Extract all lines in the data that contain the word "both".

Items from a dataset
=======

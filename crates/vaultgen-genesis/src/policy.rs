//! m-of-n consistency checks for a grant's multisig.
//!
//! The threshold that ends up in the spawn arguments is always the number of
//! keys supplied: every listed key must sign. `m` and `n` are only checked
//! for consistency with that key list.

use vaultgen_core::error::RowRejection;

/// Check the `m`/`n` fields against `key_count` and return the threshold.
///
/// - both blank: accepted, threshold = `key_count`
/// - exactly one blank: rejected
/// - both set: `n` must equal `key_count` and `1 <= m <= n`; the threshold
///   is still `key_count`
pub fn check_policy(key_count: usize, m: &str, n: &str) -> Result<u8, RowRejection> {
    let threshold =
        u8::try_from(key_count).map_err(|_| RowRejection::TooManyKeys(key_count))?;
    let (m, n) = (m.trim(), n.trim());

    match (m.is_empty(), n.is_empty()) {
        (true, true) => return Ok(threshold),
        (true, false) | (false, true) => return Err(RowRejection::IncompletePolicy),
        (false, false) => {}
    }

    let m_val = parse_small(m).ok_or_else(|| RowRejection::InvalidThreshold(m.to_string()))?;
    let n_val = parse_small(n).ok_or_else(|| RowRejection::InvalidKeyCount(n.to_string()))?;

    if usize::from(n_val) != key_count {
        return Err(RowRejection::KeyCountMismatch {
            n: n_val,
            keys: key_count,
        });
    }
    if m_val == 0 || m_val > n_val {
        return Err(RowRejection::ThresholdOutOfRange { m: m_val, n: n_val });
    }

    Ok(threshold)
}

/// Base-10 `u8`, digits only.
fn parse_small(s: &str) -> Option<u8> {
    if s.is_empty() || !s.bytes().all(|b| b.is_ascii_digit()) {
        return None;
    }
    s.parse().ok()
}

=======

• Answer area:
/// - both blank: accepted, threshold = `key_count`
/// - both set: `n` must equal `key_count` and `1 <= m <= n`; the threshold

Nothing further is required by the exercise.